The order also requires that residents are offered free or low-cost lead-related health services and drinking water testing. The order also stipulates that state departments and agencies “must expeditiously take all appropriate action” to:
- Make safe drinking water accessible to residents
- “Encourage and assist” Benton Harbor’s homeowners in replacing their lead pipes.
- Ensure residents have access to updates on lead data results, the state’s efforts and health effects of lead exposure.
Gilchrist said funding to begin the project was secured through the state budget approved last month. He said that the state still has federal resources yet to be appropriated by the Michigan State Legislature that can be used for infrastructure projects like this. He said he hopes more will be done at the federal level.

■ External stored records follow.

//! Client-side notification cache
//!
//! [`NotificationSyncStore`] holds the current user's notifications and the
//! unread badge count. It is refreshed wholesale from the backend on a fixed
//! period and on demand, and patched in place after mark-as-read and delete.
//!
//! An entry is unread iff its recipient list is non-empty. Background refresh
//! failures are logged and swallowed; failures of user-initiated mutations are
//! returned to the caller.
//!
//! Refreshes and mutations are not serialized against each other. A slow
//! refresh that completes after a mutation overwrites the mutation's local
//! patch with the server's older view until the next refresh.

use crate::config::NotificationConfig;
use crate::error::ApiError;
use crate::models::NotificationEntry;
use crate::notifications::api::NotificationApi;
use crate::sync::{PollHandle, PollScheduler, Pollable};
use async_trait::async_trait;
use std::collections::HashSet;
use std::sync::atomic::{AtomicBool, Ordering};
use std::sync::{Arc, Mutex, MutexGuard, PoisonError, Weak};
use std::time::Duration;
use tokio::sync::watch;
use tracing::{debug, info, warn};

/// Read-only view of the store
#[derive(Debug, Clone, Default, PartialEq)]
pub struct NotificationSnapshot {
    /// Entries in server order
    pub entries: Vec<NotificationEntry>,
    /// Unread badge count
    pub unread_count: usize,
}

impl NotificationSnapshot {
    /// Most recent entry
    pub fn latest(&self) -> Option<&NotificationEntry> {
        self.entries.first()
    }

    /// First `n` entries
    pub fn recent(&self, n: usize) -> &[NotificationEntry] {
        &self.entries[..n.min(self.entries.len())]
    }

    /// Entry by ID
    pub fn get(&self, id: &str) -> Option<&NotificationEntry> {
        self.entries.iter().find(|e| e.id == id)
    }
}

/// Count entries that contribute to the unread badge
pub fn count_unread(entries: &[NotificationEntry]) -> usize {
    entries.iter().filter(|e| e.is_unread()).count()
}

/// What a mark-as-read request did
#[derive(Debug, Clone, Copy, PartialEq, Eq)]
pub enum MarkReadOutcome {
    /// The backend acknowledged the entry
    Marked,
    /// No cached entry has that ID
    NotFound,
    /// Someone already acknowledged the entry
    AlreadyRead,
    /// Another call for the same entry is awaiting the backend
    InProgress,
}

/// Marks an entry ID as having a mark-as-read call in flight until dropped
struct ReadClaim<'a> {
    pending: &'a Mutex<HashSet<String>>,
    id: String,
}

impl Drop for ReadClaim<'_> {
    fn drop(&mut self) {
        self.pending
            .lock()
            .unwrap_or_else(PoisonError::into_inner)
            .remove(&self.id);
    }
}

/// Authoritative in-memory view of the user's notifications
pub struct NotificationSyncStore {
    api: Arc<dyn NotificationApi>,
    scheduler: PollScheduler,
    state: watch::Sender<NotificationSnapshot>,
    session_active: AtomicBool,
    poller: Mutex<Option<PollHandle>>,
    pending_reads: Mutex<HashSet<String>>,
}

impl std::fmt::Debug for NotificationSyncStore {
    fn fmt(&self, f: &mut std::fmt::Formatter<'_>) -> std::fmt::Result {
        f.debug_struct("NotificationSyncStore")
            .field("poll_interval", &self.scheduler.period())
            .field("session_active", &self.is_session_active())
            .field("unread_count", &self.unread_count())
            .finish()
    }
}

impl NotificationSyncStore {
    /// Create an empty store
    ///
    /// Construction does no IO and spawns nothing; call [`start`](Self::start)
    /// to begin polling.
    pub fn new(
        api: Arc<dyn NotificationApi>,
        config: &NotificationConfig,
        session_active: bool,
    ) -> Self {
        Self::with_poll_interval(api, config.poll_interval(), session_active)
    }

    /// Create an empty store with an explicit poll interval
    pub fn with_poll_interval(
        api: Arc<dyn NotificationApi>,
        poll_interval: Duration,
        session_active: bool,
    ) -> Self {
        let (state, _) = watch::channel(NotificationSnapshot::default());
        Self {
            api,
            scheduler: PollScheduler::new(poll_interval),
            state,
            session_active: AtomicBool::new(session_active),
            poller: Mutex::new(None),
            pending_reads: Mutex::new(HashSet::new()),
        }
    }

    /// Current entries
    pub fn entries(&self) -> Vec<NotificationEntry> {
        self.state.borrow().entries.clone()
    }

    /// Current unread badge count
    pub fn unread_count(&self) -> usize {
        self.state.borrow().unread_count
    }

    /// Entries and count together
    pub fn snapshot(&self) -> NotificationSnapshot {
        self.state.borrow().clone()
    }

    /// Receiver notified on every state change
    pub fn subscribe(&self) -> watch::Receiver<NotificationSnapshot> {
        self.state.subscribe()
    }

    /// Whether an authenticated session exists
    pub fn is_session_active(&self) -> bool {
        self.session_active.load(Ordering::SeqCst)
    }

    /// Interval between background refreshes
    pub fn poll_interval(&self) -> Duration {
        self.scheduler.period()
    }

    /// Replace the cache with the backend's current list
    ///
    /// Without a session the cache is emptied and no request is made. Fetch
    /// failures are logged and leave the previous entries in place.
    pub async fn refresh(&self) {
        if !self.is_session_active() {
            self.clear();
            return;
        }

        match self.api.list().await {
            Ok(entries) => {
                // Session may have ended while the request was in flight
                if !self.is_session_active() {
                    self.clear();
                    return;
                }
                let unread_count = count_unread(&entries);
                debug!(
                    entries = entries.len(),
                    unread = unread_count,
                    "Notifications refreshed"
                );
                self.state.send_replace(NotificationSnapshot {
                    entries,
                    unread_count,
                });
            }
            Err(err) => {
                warn!(error = %err, "Notification refresh failed");
                if !self.is_session_active() {
                    self.clear();
                }
            }
        }
    }

    /// Mark one entry as read
    ///
    /// Skips the backend when the entry is not cached, was already
    /// acknowledged, or has a mark-as-read call for it still in flight. On
    /// success the entry is replaced by the server's version and the unread
    /// count drops by one, never below zero.
    ///
    /// The count is decremented even when the replaced entry had no
    /// recipients, so it can differ from [`count_unread`] over the entries
    /// until the next refresh recomputes it.
    pub async fn mark_as_read(&self, id: &str) -> Result<MarkReadOutcome, ApiError> {
        let skip = {
            let state = self.state.borrow();
            match state.get(id) {
                None => Some(MarkReadOutcome::NotFound),
                Some(entry) if entry.is_acknowledged() => Some(MarkReadOutcome::AlreadyRead),
                Some(_) => None,
            }
        };
        if let Some(outcome) = skip {
            debug!(id = id, outcome = ?outcome, "Skipping mark-as-read");
            return Ok(outcome);
        }

        let Some(_claim) = self.claim_read(id) else {
            debug!(id = id, "Mark-as-read already in flight");
            return Ok(MarkReadOutcome::InProgress);
        };

        let updated = self.api.mark_as_read(id).await.map_err(|err| {
            warn!(id = id, error = %err, "Failed to mark notification as read");
            err
        })?;

        self.state.send_modify(|state| {
            if let Some(slot) = state.entries.iter_mut().find(|e| e.id == id) {
                *slot = updated;
            }
            state.unread_count = state.unread_count.saturating_sub(1);
        });
        info!(id = id, "Notification marked as read");
        Ok(MarkReadOutcome::Marked)
    }

    /// Hide one entry from the current user
    ///
    /// On success the row stays in the list with its recipients cleared, so it
    /// no longer counts as unread.
    pub async fn delete_notification(&self, id: &str) -> Result<(), ApiError> {
        self.api.delete(id).await.map_err(|err| {
            warn!(id = id, error = %err, "Failed to delete notification");
            err
        })?;

        self.state.send_modify(|state| {
            if let Some(entry) = state.entries.iter_mut().find(|e| e.id == id) {
                entry.recipient_ids.clear();
            }
            state.unread_count = count_unread(&state.entries);
        });
        info!(id = id, "Notification deleted");
        Ok(())
    }

    /// Begin background polling: one refresh now, then every poll interval
    ///
    /// No-op without a session or when polling is already running. Must be
    /// called from within a Tokio runtime.
    pub fn start(self: &Arc<Self>) {
        if !self.is_session_active() {
            debug!("No session, not starting notification polling");
            return;
        }

        let mut poller = self.poller();
        if poller.as_ref().is_some_and(|h| !h.is_finished()) {
            return;
        }

        let target: Weak<dyn Pollable> = Arc::downgrade(self) as Weak<dyn Pollable>;
        *poller = Some(self.scheduler.spawn(target));
        info!(
            interval_secs = self.scheduler.period().as_secs(),
            "Notification polling started"
        );
    }

    /// Cancel background polling
    ///
    /// Returns whether a poll task was running. Calling it again is a no-op.
    pub fn stop(&self) -> bool {
        match self.poller().take() {
            Some(mut handle) => {
                handle.cancel();
                info!("Notification polling stopped");
                true
            }
            None => false,
        }
    }

    /// Whether a poll task is currently registered
    pub fn is_polling(&self) -> bool {
        self.poller().as_ref().is_some_and(|h| !h.is_finished())
    }

    /// Open or close the session gate
    ///
    /// Opening starts polling; closing stops it and empties the cache.
    pub fn set_session_active(self: &Arc<Self>, active: bool) {
        let was_active = self.session_active.swap(active, Ordering::SeqCst);
        if was_active != active {
            info!(active = active, "Notification session changed");
        }

        if active {
            self.start();
        } else {
            self.stop();
            self.clear();
        }
    }

    fn clear(&self) {
        self.state.send_if_modified(|state| {
            if state.entries.is_empty() && state.unread_count == 0 {
                return false;
            }
            *state = NotificationSnapshot::default();
            true
        });
    }

    fn claim_read(&self, id: &str) -> Option<ReadClaim<'_>> {
        let mut pending = self
            .pending_reads
            .lock()
            .unwrap_or_else(PoisonError::into_inner);
        if !pending.insert(id.to_string()) {
            return None;
        }
        Some(ReadClaim {
            pending: &self.pending_reads,
            id: id.to_string(),
        })
    }

    fn poller(&self) -> MutexGuard<'_, Option<PollHandle>> {
        self.poller.lock().unwrap_or_else(PoisonError::into_inner)
    }
}

#[async_trait]
impl Pollable for NotificationSyncStore {
    fn name(&self) -> &str {
        "notifications"
    }

    async fn poll(&self) {
        self.refresh().await;
    }
}

impl Drop for NotificationSyncStore {
    fn drop(&mut self) {
        self.stop();
    }
}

“We also are hoping that our our counterparts in Washington will very quickly come to resolution so that there's bipartisan infrastructure framework dollars that can be mobilized in states across the country, including Michigan so that that can be… allocated for problems, such as what we're dealing with here in Benton Harbor, as well as maybe in other communities in the state of Michigan,” Gilchrist said.
Whitmer also announced in a press release that a notification was submitted to the Centers for Medicare and Medicaid Services in an effort to expand the use of Medicaid Child Health Insurance Program Health Services Initiative funds for lead prevention services for Benton Harbor households. After the notification process is complete, pregnant people and children enrolled in a Medicaid Health Plan would be eligible for a free environmental investigation into their household for lead hazards and provide the work to ensure the home is lead safe.
"This is what decades of inaction by Washington and by previous administrations here in Michigan have led and that continued disinvestment in water infrastructure looks like exactly what our administration is seeking to end right now,” Gilchrist said.